Collected data

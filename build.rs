fn main() {
    let proto_file = "./proto/users.proto";

    let mut config = prost_build::Config::new();
    config.protoc_executable(
        protoc_bin_vendored::protoc_bin_path()
            .unwrap_or_else(|e| panic!("protoc binary not available: {}", e)),
    );

    tonic_build::configure()
        .build_server(true)
        .build_client(true)
        .compile_protos_with_config(config, &[proto_file], &["./proto"])
        .unwrap_or_else(|e| panic!("protobuf compile error: {}", e));

    println!("cargo:rerun-if-changed={}", proto_file);
}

TASK DETAILS — Copy out all lines above that include the string "true".

ANSWER SPACE —
        .build_server(true)
        .build_client(true)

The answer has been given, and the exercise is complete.